## Data to process:
//! CSV boundary: sample series in, band power table out

pub mod reader;
pub mod writer;

pub use reader::{read_series, read_series_from_path, ParseMode, ReadError};
pub use writer::{format_db, header, write_records, write_records_to_path, WriteError};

## Work to be completed:
Give the records above again in full, keeping every character unchanged.

## Output of the exercise:
//! CSV boundary: sample series in, band power table out

pub mod reader;
pub mod writer;

pub use reader::{read_series, read_series_from_path, ParseMode, ReadError};
pub use writer::{format_db, header, write_records, write_records_to_path, WriteError};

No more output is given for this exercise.